Form 6-K

 

 

UNITED STATES

SECURITIES AND EXCHANGE COMMISSION

WASHINGTON, D.C. 20549

 

 

FORM 6-K

 

 

REPORT OF FOREIGN PRIVATE ISSUER

PURSUANT TO RULE 13a-16 OR 15D-16

UNDER THE SECURITIES EXCHANGE ACT OF 1934

FOR THE MONTH OF APRIL 2019

 

 

TIM S.p.A.

(Translation of registrant’s name into English)

 

 

Via Gaetano Negri 1

20123 Milan, Italy

(Address of principal executive offices)

 

 

Indicate by check mark whether the registrant files or will file annual reports under cover of Form 20-F or Form 40-F:

FORM 20-F  ☒            FORM 40-F  ☐

Indicate by check mark if the registrant is submitting the Form 6-K in paper as permitted by Regulation S-T Rule 101(b)(1):  ☐

Indicate by check mark if the registrant is submitting the Form 6-K in paper as permitted by Regulation S-T Rule 101(b)(7):  ☐

Indicate by check mark whether by furnishing the information contained in this Form, the registrant is also thereby furnishing the information to the Commission pursuant to Rule 12g3-2(b) under the Securities Exchange Act of 1934.

YES  ☐            NO  ☒

If “Yes” is marked, indicate below the file number assigned to the registrant in connection with Rule 12g3-2(b): 82-             

 

 

 


LOGO

Press Release

TIM: TIM Participações (TIM Brasil) appoints Nicandro Durante Chairman and Pietro Labriola CEO

Rome, 3 April 2019

TIM hereby informs that, meeting today, the Board of Directors of TIM Participações S.A. (TIM Brasil) has appointed Nicandro Durante Chairman and Pietro Labriola Chief Executive Officer of the Company; both take on the new role as of today, succeeding to João Cox and Sami Foguel respectively.

Nicandro Durante has 40 years of experience in the industrial sector, and has had several managing roles at British American Tobacco, where he became CEO in 2011. Born in Brazil and with Italian citizenship, he has a degree in Business Administration from the São Paolo Pontifical Catholic University.

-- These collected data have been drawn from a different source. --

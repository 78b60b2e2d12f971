use axum::{
    extract::{Query, State},
    Json,
};
use common::posts::PostFeedPage;
use common::types::PostSortOrder;
use serde::Deserialize;
use std::sync::Arc;

use crate::api::{internal_error, ApiError, AppState};

#[derive(Debug, Deserialize)]
pub struct FeedQuery {
    pub category: Option<String>,
    pub page: Option<u32>,
    pub page_size: Option<u32>,
    pub sort: Option<String>,
}

pub async fn get_feed(
    State(state): State<Arc<AppState>>,
    Query(q): Query<FeedQuery>,
) -> Result<Json<PostFeedPage>, ApiError> {
    let sort = PostSortOrder::parse(q.sort.as_deref());
    let page = state
        .posts
        .get_feed_page_sized(q.category.as_deref(), q.page.unwrap_or(1), q.page_size, sort)
        .await
        .map_err(|e| internal_error(&e))?;
    Ok(Json(page))
}

#[cfg(test)]
mod tests {
    use crate::api::test_support::{get, send, test_state};
    use axum::http::StatusCode;
    use chrono::TimeZone;
    use common::posts::{NewPost, PostRepository};
    use common::users::UserRepository;

    async fn seed(db: &common::db::AsyncDb, n: u32) {
        let user_id = UserRepository::new(db.clone())
            .create_user("alice", true)
            .await
            .unwrap();
        let repo = PostRepository::new(db.clone());
        for i in 1..=n {
            let tags = if i % 2 == 0 { vec!["Crypto".to_string()] } else { vec![] };
            repo.create_post(NewPost {
                user_id,
                title: format!("post {i:02}"),
                content: "body".to_string(),
                tags,
                created_at: Some(chrono::Utc.with_ymd_and_hms(2025, 1, i, 9, 0, 0).unwrap()),
                ..NewPost::default()
            })
            .await
            .unwrap();
        }
    }

    #[tokio::test]
    async fn test_feed_defaults() {
        let (db, state) = test_state(None).await;
        seed(&db, 12).await;

        let (status, json) = send(&state, get("/api/posts")).await;
        assert_eq!(status, StatusCode::OK);
        assert_eq!(json["current_page"], 1);
        assert_eq!(json["page_size"], 10);
        assert_eq!(json["total_posts"], 12);
        assert_eq!(json["total_pages"], 2);
        assert_eq!(json["sort"], "DateDesc");
        assert_eq!(json["posts"].as_array().unwrap().len(), 10);
        assert_eq!(json["posts"][0]["title"], "post 12");
        assert_eq!(json["pages"], serde_json::json!([1, 2]));
    }

    #[tokio::test]
    async fn test_feed_category_page_and_sort() {
        let (db, state) = test_state(None).await;
        seed(&db, 12).await;

        let (status, json) = send(
            &state,
            get("/api/posts?category=crypto&page=2&page_size=4&sort=DateAsc"),
        )
        .await;
        assert_eq!(status, StatusCode::OK);
        assert_eq!(json["total_posts"], 6);
        assert_eq!(json["total_pages"], 2);
        assert_eq!(json["category"], "crypto");
        let titles: Vec<&str> = json["posts"]
            .as_array()
            .unwrap()
            .iter()
            .map(|p| p["title"].as_str().unwrap())
            .collect();
        assert_eq!(titles, vec!["post 10", "post 12"]);
        assert_eq!(json["posts"][0]["tags"], serde_json::json!(["Crypto"]));
    }

    #[tokio::test]
    async fn test_feed_unknown_sort_and_out_of_range_page() {
        let (db, state) = test_state(None).await;
        seed(&db, 3).await;

        let (status, json) = send(&state, get("/api/posts?sort=Popular&page=99")).await;
        assert_eq!(status, StatusCode::OK);
        assert_eq!(json["sort"], "DateDesc");
        assert_eq!(json["current_page"], 1);
        assert_eq!(json["posts"].as_array().unwrap().len(), 3);
    }

    #[tokio::test]
    async fn test_feed_rejects_non_numeric_page() {
        let (_db, state) = test_state(None).await;
        let (status, _) = send(&state, get("/api/posts?page=two")).await;
        assert_eq!(status, StatusCode::BAD_REQUEST);
    }
}
//! Append-only log of verification-status transitions and the durations derived from it.

use anyhow::Result;
use chrono::{DateTime, Duration, SubsecRound, Utc};
use rusqlite::{OptionalExtension, TransactionBehavior};

use crate::db::{get_ts, ts_to_sql, AsyncDb};
use crate::types::{VerificationDates, VerificationHistory};

const SELECT_COLUMNS: &str = "SELECT id, user_id, is_verified, timestamp, reason, source
                              FROM verification_history";

fn map_row(row: &rusqlite::Row<'_>) -> rusqlite::Result<VerificationHistory> {
    Ok(VerificationHistory {
        id: row.get(0)?,
        user_id: row.get(1)?,
        is_verified: row.get(2)?,
        timestamp: get_ts(row, 3)?,
        reason: row.get(4)?,
        source: row.get(5)?,
    })
}

fn most_recent(
    conn: &rusqlite::Connection,
    user_id: i64,
) -> rusqlite::Result<Option<VerificationHistory>> {
    conn.query_row(
        &format!("{SELECT_COLUMNS} WHERE user_id = ?1 ORDER BY timestamp DESC, id DESC LIMIT 1"),
        [user_id],
        map_row,
    )
    .optional()
}

/// Total verified time in `history`: every `true` closed by a later `false`,
/// plus a trailing open `true` closed by `now`.
///
/// Records are sorted by timestamp first, so the result does not depend on
/// insertion order. A repeated `true` inside an open interval does not restart
/// it, and a `false` with no open interval is ignored.
pub fn verified_duration(history: &[VerificationHistory], now: DateTime<Utc>) -> Duration {
    let mut events: Vec<&VerificationHistory> = history.iter().collect();
    events.sort_by_key(|r| (r.timestamp, r.id));

    let mut total = Duration::zero();
    let mut open_since: Option<DateTime<Utc>> = None;

    for record in events {
        match (record.is_verified, open_since) {
            (true, None) => open_since = Some(record.timestamp),
            (false, Some(start)) => {
                total += record.timestamp - start;
                open_since = None;
            }
            _ => {}
        }
    }

    if let Some(start) = open_since {
        if now > start {
            total += now - start;
        }
    }
    total
}

#[derive(Clone)]
pub struct VerificationHistoryRepository {
    db: AsyncDb,
}

impl VerificationHistoryRepository {
    pub fn new(db: AsyncDb) -> Self {
        Self { db }
    }

    /// All records for the user, oldest first. Empty when none exist.
    pub async fn get_history_for_user(&self, user_id: i64) -> Result<Vec<VerificationHistory>> {
        self.db
            .call_named("verification.history", move |conn| {
                let mut stmt = conn.prepare(&format!(
                    "{SELECT_COLUMNS} WHERE user_id = ?1 ORDER BY timestamp ASC, id ASC"
                ))?;
                let rows = stmt
                    .query_map([user_id], map_row)?
                    .collect::<std::result::Result<Vec<_>, _>>()?;
                Ok(rows)
            })
            .await
    }

    /// Append a transition stamped with the current time.
    /// See [`Self::add_verification_record_at`].
    pub async fn add_verification_record(
        &self,
        user_id: i64,
        is_verified: bool,
        reason: Option<String>,
        source: Option<String>,
    ) -> Result<VerificationHistory> {
        self.add_verification_record_at(user_id, is_verified, reason, source, Utc::now())
            .await
    }

    /// Append a transition unless the user's latest record already has the same
    /// status, in which case that record is returned unchanged and nothing is written.
    ///
    /// The check and the insert share one IMMEDIATE transaction, so two writers
    /// cannot both append the same transition.
    pub async fn add_verification_record_at(
        &self,
        user_id: i64,
        is_verified: bool,
        reason: Option<String>,
        source: Option<String>,
        timestamp: DateTime<Utc>,
    ) -> Result<VerificationHistory> {
        // Stored at millisecond precision; return what a read-back would see.
        let timestamp = timestamp.trunc_subsecs(3);
        let (record, inserted) = self
            .db
            .call_named("verification.add", move |conn| {
                let tx = conn.transaction_with_behavior(TransactionBehavior::Immediate)?;

                if let Some(latest) = most_recent(&tx, user_id)? {
                    if latest.is_verified == is_verified {
                        return Ok((latest, false));
                    }
                }

                tx.execute(
                    "INSERT INTO verification_history (user_id, is_verified, timestamp, reason, source)
                     VALUES (?1, ?2, ?3, ?4, ?5)",
                    rusqlite::params![user_id, is_verified, ts_to_sql(timestamp), reason, source],
                )?;
                let id = tx.last_insert_rowid();
                tx.commit()?;

                Ok((
                    VerificationHistory {
                        id,
                        user_id,
                        is_verified,
                        timestamp,
                        reason,
                        source,
                    },
                    true,
                ))
            })
            .await?;

        if inserted {
            tracing::info!(
                user_id,
                is_verified,
                source = record.source.as_deref().unwrap_or(""),
                "verification status changed"
            );
        } else {
            tracing::debug!(user_id, is_verified, "verification status unchanged; not logged");
        }
        Ok(record)
    }

    /// The latest record for the user, if any.
    pub async fn get_most_recent_status(&self, user_id: i64) -> Result<Option<VerificationHistory>> {
        self.db
            .call_named("verification.most_recent", move |conn| {
                Ok(most_recent(conn, user_id)?)
            })
            .await
    }

    pub async fn calculate_verified_duration(&self, user_id: i64) -> Result<Duration> {
        self.calculate_verified_duration_at(user_id, Utc::now()).await
    }

    /// Verified duration recomputed from the raw log, with open intervals closed at `now`.
    pub async fn calculate_verified_duration_at(
        &self,
        user_id: i64,
        now: DateTime<Utc>,
    ) -> Result<Duration> {
        let history = self.get_history_for_user(user_id).await?;
        Ok(verified_duration(&history, now))
    }

    /// First and most recent timestamps at which the user became verified.
    pub async fn get_verification_dates(&self, user_id: i64) -> Result<VerificationDates> {
        self.db
            .call_named("verification.dates", move |conn| {
                let (first, last): (Option<String>, Option<String>) = conn.query_row(
                    "SELECT MIN(timestamp), MAX(timestamp) FROM verification_history
                     WHERE user_id = ?1 AND is_verified = 1",
                    [user_id],
                    |row| Ok((row.get(0)?, row.get(1)?)),
                )?;
                Ok(VerificationDates {
                    first_verified: first.as_deref().and_then(crate::db::parse_ts),
                    most_recent_verified: last.as_deref().and_then(crate::db::parse_ts),
                })
            })
            .await
    }
}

Pietro Labriola has been in Telecom Italia for 17 years; from 2015 to 2018 he was Chief Operating Officer at TIM Brasil. Member of the Board of TIM Participaçoes since last February, he will carry on with the execution of the strategic plan of TIM Brasil.

Mr. Labriola has a Bachelor’s Degree in Economics and Business from the Università degli Studi di Bari and Master’s Degree in Innovation and Technology Management. He owns 70,000 Telecom Italia ordinary shares and 9,800 TIM Participações ordinary shares.

The Curriculum Vitae is attached.

Sami Foguel doesn’t own Telecom Italia or TIM Participações shares.

TIM Press Office

+39 06 3688 2610

www.telecomitalia.com/media

Twitter: @TIMnewsroom

TIM Investor Relations

+39 06 3688 2807

www.telecomitalia.com/investor_relations


Pietro Labriola

He was born in Altamura (Bari) on October, 1 1967.

From 1993 to 1994 he worked at France Telecom Italia, in Milan, where he was appointed Assistant to the Managing Director.

In 1995 he worked at Cable & Wireless Italia as Marketing Director.

In 1996 he worked at Infostrada S.p.A as Director of Business Development.

In 1997 he worked as a consultant for Boston Consulting Group in Italy.

In 1998 he was appointed Marketing Director of Infostrada S.p.A.

In 2001 he started working for Telecom Italia Group, helding management positions of increasing responsility: beginning as Voice Marketing Director with the launch of ADSL ALICE Offer, among others.

In 2005 he was appointed Marketing Director for Fixed & Mobile Services. Keeping his managerial responsibility, in 2006 he became CEO of Matrix.

In 2007 Mr. Labriola was appointed Head of Domestic Fixed Services and in 2009 he took the role of Head of Business Unit for fixed, mobile and ICT services, launching Impresa Semplice.

In 2013 he took the responsibility of coordinating the network spin-off project and in 2014 he became Head of Business Transformation & Quality.

In 2015 he was appointed Chief Operating Officer at TIM Participacoes S.A., position held until October 2018


Cautionary Statement for Purposes of the “Safe Harbor” Provisions of the United States Private Securities Litigation Reform Act of 1995.

The Private Securities Litigation Reform Act of 1995 provides a “safe harbor” for forward-looking statements. The Group’s financial report for the twelve months ended December 31, 2018 included in this Form 6-K contains certain forward-looking statements. Forward-looking statements are statements that are not historical facts and can be identified by the use of forward-looking terminology such as “believes,” “may,” “is expected to,” “will,” “will continue,” “should,” “seeks” or “anticipates” or similar expressions or the negative thereof or other comparable terminology, or by the forward- looking nature of discussions of strategy, plans or intentions.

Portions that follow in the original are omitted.